Another creationist trope Nick addresses is the idea that Darwin had no idea of the complexity of the cell ( emphasis mine: )
To get an idea of that, let’s read some Darwin. This from near the end of Darwin’s 1868 book on the mechanisms of inheritance, The variation of animals and plants under domestication, page 404. Darwin proposed the idea of “pangenesis”, which was that heredity worked by each part of the body sending “gemmules” to the reproductive organs. This idea was wrong in detail but was an important step towards the eventual discovery of “genes” (so named after pangenesis). At any rate, Darwin thought a bit about what his hypothesis of heredity, or any similar hypothesis, said about the complexity of life:
Finally, the power of propagation possessed by each separate cell, using the term in its largest sense, determines the reproduction, the variability, the development and renovation of each living organism. No other attempt, as far as I am aware, has been made, imperfect as this confessedly is, to connect under one point of view these several grand classes of facts. We cannot fathom the marvellous complexity of an organic being; but on the hypothesis here advanced this complexity is much increased. Each living creature must be looked at as a microcosm – a little universe, formed of a host of self-propagating organisms, inconceivably minute and as numerous as the stars in heaven.
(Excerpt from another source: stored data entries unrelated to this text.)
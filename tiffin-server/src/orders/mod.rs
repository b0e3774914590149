//! Order confirmation and billing
//!
//! Owns the checkout lifecycle: a cart becomes an immutable order on
//! confirmation, the confirmed order is held as the "current bill" until
//! a new order starts, and a payment method may be attached to it at any
//! point while (or after) it is current.
//!
//! Confirmation appends to the sales log first and only then updates the
//! in-memory bill slot, so a storage failure leaves no half-confirmed
//! state behind. Interested parties (the report relay) observe
//! confirmations through a broadcast channel instead of hooking the
//! storage layer.

use std::sync::Arc;

use parking_lot::RwLock;
use shared::models::Order;
use tokio::sync::broadcast;
use tracing::info;

use crate::storage::{PosStorage, StorageError};
use crate::utils::time::now_millis;

/// Broadcast capacity for sales events; a slow subscriber lagging past
/// this many events misses the oldest ones, which is acceptable for
/// report syncing.
const EVENT_CHANNEL_CAPACITY: usize = 64;

/// Something happened to the sales log that observers may care about
#[derive(Debug, Clone)]
pub enum SalesEvent {
    /// An order was appended to the sales log
    OrderConfirmed { order_id: u64 },
    /// A payment method was attached to an order
    PaymentAttached { order_id: u64, method: String },
}

/// Where the current checkout stands
#[derive(Debug, Clone, Copy, PartialEq, Eq)]
pub enum CheckoutStage {
    /// Cart is being assembled, nothing confirmed yet
    Building,
    /// An order is confirmed and current, awaiting payment
    Confirmed,
    /// The current order has a payment method attached
    Settled,
}

#[derive(Debug, thiserror::Error)]
pub enum OrderError {
    /// Confirming an empty cart is rejected, never logged
    #[error("cannot confirm an empty cart")]
    EmptyCart,

    /// Payment operations require a current bill
    #[error("no current bill")]
    NoCurrentBill,

    #[error(transparent)]
    Storage(#[from] StorageError),
}

/// Checkout lifecycle over the persisted cart and sales log
#[derive(Clone)]
pub struct OrdersManager {
    storage: PosStorage,
    /// The most recently confirmed order, until a new order starts
    current_bill: Arc<RwLock<Option<Order>>>,
    events: broadcast::Sender<SalesEvent>,
}

impl OrdersManager {
    pub fn new(storage: PosStorage) -> Self {
        let (events, _) = broadcast::channel(EVENT_CHANNEL_CAPACITY);
        Self {
            storage,
            current_bill: Arc::new(RwLock::new(None)),
            events,
        }
    }

    /// Subscribe to sales events
    pub fn subscribe(&self) -> broadcast::Receiver<SalesEvent> {
        self.events.subscribe()
    }

    /// Confirm the current cart into an order.
    ///
    /// Snapshots the cart lines and total, assigns the next order id,
    /// appends to the sales log and makes the order the current bill.
    /// The cart itself is NOT cleared: it stays visible until the
    /// operator explicitly starts a new order.
    pub fn confirm_order(&self) -> Result<Order, OrderError> {
        let cart = self.storage.load_cart()?;
        if cart.is_empty() {
            return Err(OrderError::EmptyCart);
        }

        let store = self.storage.store_info()?;
        let order = Order {
            order_id: self.storage.next_order_id()?,
            date: now_millis(),
            items: cart.snapshot_lines(),
            total: cart.total(),
            restaurant_name: store.name,
            payment_method: None,
        };

        self.storage.append_order(&order)?;
        *self.current_bill.write() = Some(order.clone());

        info!(
            order_id = order.order_id,
            total = %order.total,
            items = order.items.len(),
            "order confirmed"
        );
        let _ = self.events.send(SalesEvent::OrderConfirmed {
            order_id: order.order_id,
        });

        Ok(order)
    }

    /// Attach (or replace) the payment method on the current bill.
    ///
    /// Last write wins; the rest of the logged order is untouched.
    pub fn attach_payment_method(&self, method: &str) -> Result<Order, OrderError> {
        let order_id = {
            let bill = self.current_bill.read();
            bill.as_ref()
                .map(|o| o.order_id)
                .ok_or(OrderError::NoCurrentBill)?
        };

        let updated = self.storage.set_payment_method(order_id, method)?;
        *self.current_bill.write() = Some(updated.clone());

        let _ = self.events.send(SalesEvent::PaymentAttached {
            order_id,
            method: method.to_string(),
        });

        Ok(updated)
    }

    /// The confirmed order currently on the bill, if any
    pub fn recall_current_bill(&self) -> Option<Order> {
        self.current_bill.read().clone()
    }

    /// Stage of the checkout in progress
    pub fn stage(&self) -> CheckoutStage {
        match self.current_bill.read().as_ref() {
            None => CheckoutStage::Building,
            Some(order) if order.payment_method.is_none() => CheckoutStage::Confirmed,
            Some(_) => CheckoutStage::Settled,
        }
    }

    /// Start a fresh order: clears the cart and drops the current bill.
    /// The sales log keeps everything already confirmed.
    pub fn start_new_order(&self) -> Result<(), OrderError> {
        self.storage.save_cart(&shared::models::Cart::new())?;
        *self.current_bill.write() = None;
        Ok(())
    }
}

#[cfg(test)]
mod tests {
    use super::*;
    use crate::cart::CartService;

    fn setup() -> (OrdersManager, CartService, PosStorage) {
        let storage = PosStorage::open_in_memory().unwrap();
        (
            OrdersManager::new(storage.clone()),
            CartService::new(storage.clone()),
            storage,
        )
    }

    #[test]
    fn empty_cart_is_rejected_and_nothing_logged() {
        let (orders, _, storage) = setup();

        assert!(matches!(orders.confirm_order(), Err(OrderError::EmptyCart)));
        assert!(storage.all_orders().unwrap().is_empty());
        assert!(orders.recall_current_bill().is_none());
    }

    #[test]
    fn confirm_snapshots_cart_and_appends_exactly_once() {
        let (orders, cart, storage) = setup();
        cart.add_item(1).unwrap();
        cart.add_item(2).unwrap();
        cart.add_item(1).unwrap();

        let order = orders.confirm_order().unwrap();

        assert_eq!(order.total, cart.get().unwrap().total());
        assert_eq!(order.items.len(), 2);
        assert_eq!(order.item_count(), 3);
        assert_eq!(order.restaurant_name, "Restaurant");
        assert!(order.payment_method.is_none());

        let log = storage.all_orders().unwrap();
        assert_eq!(log.len(), 1);
        assert_eq!(log[0], order);
    }

    #[test]
    fn cart_survives_confirmation() {
        let (orders, cart, _) = setup();
        cart.add_item(3).unwrap();
        orders.confirm_order().unwrap();

        // Still visible until the operator starts a new order
        assert_eq!(cart.get().unwrap().len(), 1);
    }

    #[test]
    fn order_ids_strictly_increase_across_confirmations() {
        let (orders, cart, _) = setup();

        let mut previous = 0;
        for _ in 0..3 {
            cart.add_item(1).unwrap();
            let order = orders.confirm_order().unwrap();
            assert!(order.order_id > previous);
            previous = order.order_id;
            orders.start_new_order().unwrap();
        }
    }

    #[test]
    fn payment_requires_a_current_bill() {
        let (orders, _, _) = setup();
        assert!(matches!(
            orders.attach_payment_method("Cash"),
            Err(OrderError::NoCurrentBill)
        ));
    }

    #[test]
    fn payment_is_last_write_wins_and_persisted() {
        let (orders, cart, storage) = setup();
        cart.add_item(1).unwrap();
        let confirmed = orders.confirm_order().unwrap();

        orders.attach_payment_method("Cash").unwrap();
        let updated = orders.attach_payment_method("Card").unwrap();
        assert_eq!(updated.payment_method.as_deref(), Some("Card"));

        // Logged copy updated too; everything else untouched
        let logged = storage.get_order(confirmed.order_id).unwrap().unwrap();
        assert_eq!(logged.payment_method.as_deref(), Some("Card"));
        assert_eq!(logged.total, confirmed.total);
        assert_eq!(logged.items, confirmed.items);
        assert_eq!(logged.date, confirmed.date);
    }

    #[test]
    fn stage_follows_the_checkout_lifecycle() {
        let (orders, cart, _) = setup();
        assert_eq!(orders.stage(), CheckoutStage::Building);

        cart.add_item(2).unwrap();
        orders.confirm_order().unwrap();
        assert_eq!(orders.stage(), CheckoutStage::Confirmed);

        orders.attach_payment_method("UPI").unwrap();
        assert_eq!(orders.stage(), CheckoutStage::Settled);

        orders.start_new_order().unwrap();
        assert_eq!(orders.stage(), CheckoutStage::Building);
        assert!(cart.get().unwrap().is_empty());
    }

    #[test]
    fn confirmation_emits_an_event() {
        let (orders, cart, _) = setup();
        let mut rx = orders.subscribe();

        cart.add_item(1).unwrap();
        let order = orders.confirm_order().unwrap();

        match rx.try_recv().unwrap() {
            SalesEvent::OrderConfirmed { order_id } => assert_eq!(order_id, order.order_id),
            other => panic!("unexpected event: {other:?}"),
        }
    }

    #[test]
    fn new_order_keeps_the_sales_log() {
        let (orders, cart, storage) = setup();
        cart.add_item(1).unwrap();
        orders.confirm_order().unwrap();
        orders.start_new_order().unwrap();

        assert_eq!(storage.all_orders().unwrap().len(), 1);
        assert!(orders.recall_current_bill().is_none());
    }
}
Bam. It appears that everyone was wrong – scientists who sometimes made a minor offhand remark saying people used to think the cell was simple, and creationists who made a major talking point of this, and Slack who heard it so many times from creationists/IDists, without prominent contradiction from scientists that he believed it himself. Like various dubious statement about the OOL which I discussed above, the “Darwin thought the cell was simple” statement became an unquestioned factoid merely through creationist repetition and flawed assumptions from the critics of creationists – it seemed reasonable, nothing crucial hung on it for scientists so they didn’t bother to double check in a serious way, and besides it is a lot easier to agree with your opponent and declare on other grounds that their point is irrelevant to the fundamental issues, than to do a serious analysis. It might be true that a creationists’ point is irrelevant to the bigger issues, but it lets the creationists get away with something that should not be gotten away with, and through an accumulation of such points the creationists build up a body of claims that even sincere, intelligent, creationist-skeptical, reasonably well-informed people like Gordy Slack find reasonable. Then you get essays like the one Slack produced, and irate responses that shed heat rather than light, and encouragement for the creationist leaders to feel like they’re on the right track.
If the Clashing Culture war over evolution is to be won based on the examination of the data, conceding incorrect points gives creationists ammunition. People who care about evolution really need to address all of the faulty points and not concede points as important as the 19th century view of the cell.
If philosophers of science can ever fix a definition of the demarcation between life and its precursors, then a reasonable mark between them can be used in the defense of evolution. Until and if that happens, the defenders are making a mistake by falling back on “evolution doesn’t start until life does.”